There's nothing really interesting to look at because it just landed at number one, but if we switch lists to the top-grossing list, things get a bit more interesting.
Hint, it's not the #1 grossing game. Or even close.
Right now, Pokémon UNITE is 44th in the games top grossing category and 79th overall in the U.S. App Store. It's held both of these ranks since yesterday, and we estimate that translates into somewhere between $300K and $450K of net revenue in the U.S. App Store since launch.
Not a lot, but also not little. Why? When the title launched on the Switch, users could buy power-ups that boost their in-game abilities. Some might call that cheating, but for the makers, it meant cash!
No one likes cheaters though, so for the mobile release, producer Masaaki Hoshino specifically stated that the release would level the playing field, which I take to mean players will be able to win without having to open their wallets right away, and that means its revenue will take time to build up.
As much as I want to see high revenue growth, I much prefer this strategy which will give long-term sustainability. What do you think?
3. Paid Apps are Dead
We tweeted a stat earlier in the week that surprised many people, and that's that the share of paid apps, those you have to pay for before downloading, has reached very low single digits.
I was also a tiny bit surprised at how low it is, but not that surprised. Why? Because I've been talking about friction in the app world for 10+ years at this point.
First, numbers. Of the 1,878,916 iOS apps available in the App Store right now, only 111,827. That's just 5.95%. I usually round numbers off because they're easier to read and don't make a big difference overall. But the number is so tiny here that I couldn't do that.
Google Play is pretty much the same. Of the 4,077,118 apps and games you can download right now, only 149,886 are paid. That's just 3.68%.
This is the lowest the share has ever been, and all things considered, is probably going to shrink even more in the future as the companies who still publish them realize they're leaving money on the table.
So, what's the alternative? In-app purchases and subscriptions. Well, kind of.
There are 233,857 free apps with in-app purchases or subscriptions on the App Store and 269,039 on Google Play. That translates to 13.23% and 6.85%, respectively.

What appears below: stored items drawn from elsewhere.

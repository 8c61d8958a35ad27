use log::{info, warn};

use crate::model::{Badge, BadgeListEnvelope, CaptureResult, IdentityEnvelope};

use super::filter::{ResponseFilter, ResponseKind};

#[derive(Debug, Clone, Copy, PartialEq, Eq)]
pub enum SessionState {
    Idle,
    Capturing,
    Done,
}

/// Accumulates matched responses for one page-load lifecycle.
///
/// Events may arrive in any order and interleaved with unrelated traffic.
/// The identity is first-write-wins; the badge list is replaced wholesale on
/// every matching response. After `finish()` the session is frozen and
/// ignores further events.
#[derive(Debug)]
pub struct CaptureSession {
    filter: ResponseFilter,
    state: SessionState,
    result: CaptureResult,
}

impl CaptureSession {
    pub fn new(filter: ResponseFilter) -> Self {
        Self {
            filter,
            state: SessionState::Idle,
            result: CaptureResult::default(),
        }
    }

    pub fn state(&self) -> SessionState {
        self.state
    }

    /// Idle → Capturing, on navigation start.
    pub fn begin(&mut self) {
        if self.state == SessionState::Idle {
            self.state = SessionState::Capturing;
        }
    }

    /// Per-event classification, delegated to the filter. Returns `None`
    /// outside the Capturing state.
    pub fn classify(&self, url: &str, status: i64, mime_type: &str) -> Option<ResponseKind> {
        if self.state != SessionState::Capturing {
            return None;
        }
        self.filter.classify(url, status, mime_type)
    }

    /// Feed the body of a matched response. A malformed body is logged and
    /// that single response discarded; the capture keeps going.
    pub fn record(&mut self, kind: ResponseKind, body: &str) {
        if self.state != SessionState::Capturing {
            return;
        }

        match kind {
            ResponseKind::Identity => match serde_json::from_str::<IdentityEnvelope>(body) {
                Ok(envelope) => {
                    if self.result.user_id.is_none() {
                        info!("captured identity {}", envelope.data.id);
                        self.result.user_id = Some(envelope.data.id);
                    }
                }
                Err(err) => warn!("discarding unparseable identity response: {err}"),
            },
            ResponseKind::BadgeList => match serde_json::from_str::<BadgeListEnvelope>(body) {
                Ok(envelope) => {
                    self.result.badges = envelope.data.into_iter().map(Badge::from).collect();
                    info!("captured {} badges", self.result.badges.len());
                }
                Err(err) => warn!("discarding unparseable badge list response: {err}"),
            },
        }
    }

    /// Capturing → Done. Freezes the accumulator and hands it off by value.
    pub fn finish(&mut self) -> CaptureResult {
        self.state = SessionState::Done;
        std::mem::take(&mut self.result)
    }
}
//! Conditional logging macros gated on a module-level `ENABLE_LOGS` flag.
//!
//! Event-loop modules produce a lot of per-event chatter; each one declares
//! `const ENABLE_LOGS: bool = ...;` and uses these macros so the chatter can
//! be switched off per module without touching call sites.

/// Info-level logging, active when the calling module's `ENABLE_LOGS` is true.
#[macro_export]
macro_rules! log_info {
    ($($arg:tt)*) => {
        if ENABLE_LOGS {
            log::info!($($arg)*);
        }
    };
}

/// Warn-level logging, active when the calling module's `ENABLE_LOGS` is true.
#[macro_export]
macro_rules! log_warn {
    ($($arg:tt)*) => {
        if ENABLE_LOGS {
            log::warn!($($arg)*);
        }
    };
}

/// Error-level logging, active when the calling module's `ENABLE_LOGS` is true.
#[macro_export]
macro_rules! log_error {
    ($($arg:tt)*) => {
        if ENABLE_LOGS {
            log::error!($($arg)*);
        }
    };
}
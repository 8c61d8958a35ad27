use crate::config::Config;

/// First page, fixed page size. These are capture parameters baked into the
/// profile page's own API call, not something the user configures.
pub const BADGE_LIST_SIGNATURE: &str = "/badges?page=1&page_size=48";

#[derive(Debug, Clone, Copy, PartialEq, Eq)]
pub enum ResponseKind {
    Identity,
    BadgeList,
}

/// Pure classifier for network responses seen while the profile page loads.
/// Decides whether a response is one of the two endpoints of interest.
#[derive(Debug, Clone)]
pub struct ResponseFilter {
    identity_path: String,
}

impl ResponseFilter {
    pub fn new(username: &str) -> Self {
        Self {
            identity_path: format!("/users/{username}"),
        }
    }

    pub fn for_config(config: &Config) -> Self {
        Self::new(&config.username)
    }

    /// URL pattern first, then content type and status. Non-JSON and non-200
    /// responses are ignored, not treated as failures; plenty of unrelated
    /// traffic on the page fails without affecting the capture.
    pub fn classify(&self, url: &str, status: i64, mime_type: &str) -> Option<ResponseKind> {
        let is_identity = url.contains(&self.identity_path);
        let is_badge_list = url.contains(BADGE_LIST_SIGNATURE);

        if !is_identity && !is_badge_list {
            return None;
        }
        if status != 200 || !mime_type.starts_with("application/json") {
            return None;
        }

        // A URL matching both patterns counts as the identity lookup.
        if is_identity {
            Some(ResponseKind::Identity)
        } else {
            Some(ResponseKind::BadgeList)
        }
    }
}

I expected to see more, but there are a few things to consider.
- Many apps monetize with ads. It doesn't mean they're actually making more money than they could if they used in-app purchases or subscriptions, but that's a whole other thing.

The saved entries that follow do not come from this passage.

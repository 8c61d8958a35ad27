use std::collections::HashMap;
use std::sync::Arc;
use std::time::Duration;

use anyhow::{anyhow, Context, Result};
use chromiumoxide::browser::{Browser, BrowserConfig};
use chromiumoxide::cdp::browser_protocol::fetch;
use chromiumoxide::cdp::browser_protocol::network::{
    self, EventLoadingFailed, EventLoadingFinished, EventResponseReceived, GetResponseBodyParams,
    RequestId,
};
use chromiumoxide::Page;
use futures::{Stream, StreamExt};
use tokio::sync::Mutex;
use tokio::task::JoinHandle;
use tokio_util::sync::CancellationToken;

use crate::config::Config;
use crate::model::CaptureResult;

use super::filter::{ResponseFilter, ResponseKind};
use super::session::CaptureSession;

// Set to true to enable verbose logging in this module
const ENABLE_LOGS: bool = true;

use crate::{log_info, log_warn};

/// Matched response bodies can still be in flight when the load event fires;
/// give their fetches a moment to drain before freezing the session.
const DRAIN_DELAY_MS: u64 = 1000;

/// Flags carried over from running under CI containers: no sandbox helpers,
/// small /dev/shm, no GPU.
const LAUNCH_ARGS: [&str; 4] = [
    "--no-sandbox",
    "--disable-setuid-sandbox",
    "--disable-dev-shm-usage",
    "--disable-gpu",
];

/// Owns the headless browser process and its CDP event pump.
pub struct BrowserDriver {
    browser: Browser,
    handler_task: JoinHandle<()>,
}

impl BrowserDriver {
    pub async fn launch() -> Result<Self> {
        log_info!("launching headless browser");

        let config = BrowserConfig::builder()
            .args(LAUNCH_ARGS)
            .build()
            .map_err(|err| anyhow!(err))?;

        let (browser, mut handler) = Browser::launch(config)
            .await
            .context("failed to launch browser")?;

        // The handler future must be polled for the CDP connection to make
        // progress; it ends when the connection closes.
        let handler_task = tokio::spawn(async move {
            while let Some(event) = handler.next().await {
                if event.is_err() {
                    break;
                }
            }
        });

        Ok(Self {
            browser,
            handler_task,
        })
    }

    pub async fn new_page(&self) -> Result<Page> {
        self.browser
            .new_page("about:blank")
            .await
            .context("failed to open page")
    }

    /// Shut the browser down and join the event pump. Must run on every exit
    /// path; the caller brackets its fallible work between launch and close.
    pub async fn close(mut self) -> Result<()> {
        self.browser
            .close()
            .await
            .context("failed to close browser")?;
        let _ = self.browser.wait().await;
        let _ = self.handler_task.await;
        Ok(())
    }
}

/// Load the profile page once and return whatever the session captured.
///
/// The browser is a scoped resource: it is closed whether or not the capture
/// succeeded, and the capture's error (if any) wins over a close error.
pub async fn capture(config: &Config) -> Result<CaptureResult> {
    let driver = BrowserDriver::launch().await?;
    let outcome = capture_on(&driver, config).await;
    let closed = driver.close().await;

    let result = outcome?;
    closed?;
    Ok(result)
}

async fn capture_on(driver: &BrowserDriver, config: &Config) -> Result<CaptureResult> {
    let page = driver.new_page().await?;

    page.execute(network::EnableParams::default())
        .await
        .context("failed to enable network events")?;
    page.execute(fetch::EnableParams::default())
        .await
        .context("failed to enable request interception")?;

    let cancel = CancellationToken::new();

    // Pass-through interception: every paused request is continued
    // unmodified. Nothing is ever blocked or rewritten.
    let paused = page
        .event_listener::<fetch::EventRequestPaused>()
        .await
        .context("failed to subscribe to paused requests")?;
    let continue_task = tokio::spawn(continue_requests(page.clone(), paused, cancel.clone()));

    let responses = page
        .event_listener::<EventResponseReceived>()
        .await
        .context("failed to subscribe to responses")?;
    let finished = page
        .event_listener::<EventLoadingFinished>()
        .await
        .context("failed to subscribe to loading-finished events")?;
    let failed = page
        .event_listener::<EventLoadingFailed>()
        .await
        .context("failed to subscribe to loading-failed events")?;

    let session = Arc::new(Mutex::new(CaptureSession::new(ResponseFilter::for_config(
        config,
    ))));
    session.lock().await.begin();

    let worker = tokio::spawn(capture_worker(
        page.clone(),
        Arc::clone(&session),
        responses,
        finished,
        failed,
        cancel.clone(),
    ));

    let url = config.profile_url();
    log_info!("navigating to {url}");

    let navigation = tokio::time::timeout(config.nav_timeout, navigate(&page, &url)).await;
    match &navigation {
        Ok(Ok(())) => {
            log_info!("page load settled");
            tokio::time::sleep(Duration::from_millis(DRAIN_DELAY_MS)).await;
        }
        Ok(Err(_)) => {}
        Err(_) => {
            // The deadline is not a failure; keep whatever arrived so far.
            log_warn!(
                "navigation did not settle within {}s, keeping partial capture",
                config.nav_timeout.as_secs()
            );
        }
    }

    cancel.cancel();
    worker.await.context("capture worker failed to join")?;
    continue_task
        .await
        .context("interception worker failed to join")?;

    if let Ok(Err(err)) = navigation {
        return Err(err);
    }

    let outcome = session.lock().await.finish();
    Ok(outcome)
}

async fn navigate(page: &Page, url: &str) -> Result<()> {
    page.goto(url)
        .await
        .with_context(|| format!("navigation to {url} failed"))?;
    page.wait_for_navigation()
        .await
        .context("waiting for page load failed")?;
    Ok(())
}

/// Single consumer for all response events: matched responses are remembered
/// by request id, and their bodies fetched once loading finishes. Body
/// failures are logged and tolerated; losing one response never aborts the
/// capture.
async fn capture_worker<R, F, L>(
    page: Page,
    session: Arc<Mutex<CaptureSession>>,
    mut responses: R,
    mut finished: F,
    mut failed: L,
    cancel: CancellationToken,
) where
    R: Stream<Item = Arc<EventResponseReceived>> + Unpin,
    F: Stream<Item = Arc<EventLoadingFinished>> + Unpin,
    L: Stream<Item = Arc<EventLoadingFailed>> + Unpin,
{
    let mut pending: HashMap<RequestId, ResponseKind> = HashMap::new();

    loop {
        tokio::select! {
            maybe = responses.next() => {
                let Some(event) = maybe else { break };
                let response = &event.response;
                let kind = session
                    .lock()
                    .await
                    .classify(&response.url, response.status, &response.mime_type);
                if let Some(kind) = kind {
                    log_info!("matched {kind:?} response: {}", response.url);
                    pending.insert(event.request_id.clone(), kind);
                }
            }
            maybe = finished.next() => {
                let Some(event) = maybe else { break };
                if let Some(kind) = pending.remove(&event.request_id) {
                    record_body(&page, &session, kind, &event.request_id).await;
                }
            }
            maybe = failed.next() => {
                let Some(event) = maybe else { break };
                if pending.remove(&event.request_id).is_some() {
                    log_warn!("matched response failed to load: {}", event.error_text);
                }
            }
            _ = cancel.cancelled() => break,
        }
    }
}

async fn record_body(
    page: &Page,
    session: &Arc<Mutex<CaptureSession>>,
    kind: ResponseKind,
    request_id: &RequestId,
) {
    match page.execute(GetResponseBodyParams::new(request_id.clone())).await {
        Ok(body) => {
            if body.base64_encoded {
                log_warn!("skipping base64-encoded body for {kind:?} response");
            } else {
                session.lock().await.record(kind, &body.body);
            }
        }
        Err(err) => log_warn!("response body unavailable for {kind:?}: {err}"),
    }
}

async fn continue_requests<S>(page: Page, mut paused: S, cancel: CancellationToken)
where
    S: Stream<Item = Arc<fetch::EventRequestPaused>> + Unpin,
{
    loop {
        tokio::select! {
            maybe = paused.next() => {
                let Some(event) = maybe else { break };
                let params = fetch::ContinueRequestParams::new(event.request_id.clone());
                if let Err(err) = page.execute(params).await {
                    log_warn!("failed to continue request: {err}");
                }
            }
            _ = cancel.cancelled() => break,
        }
    }
}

- On Google Play, some apps can monetize outside of the store without having to sue, and many apps that can, do it.
- Some apps are clients that charge elsewhere. The Appfigures app is one such example.
- And lastly, some apps monetize their data... Meaning their users. Those are much harder to catch in the wild, but they certainly exist. Apple is trying to make that impossible with ATT and stricter permissions around location tracking, which is imperative to selling usage, but they still continue.
So, what? "Simple" no longer cuts it when it comes to making money with apps. It did for many years, but those are behind us, and that's actually a good thing. If you're still holding on to a pay upfront model, it's time to stop doing that. It'll help you be more competitive and more profitable. I've yet to speak with one developer who regretted switching.
4. TikTok Delivers More Creator Revenue than Twitch in the U.S.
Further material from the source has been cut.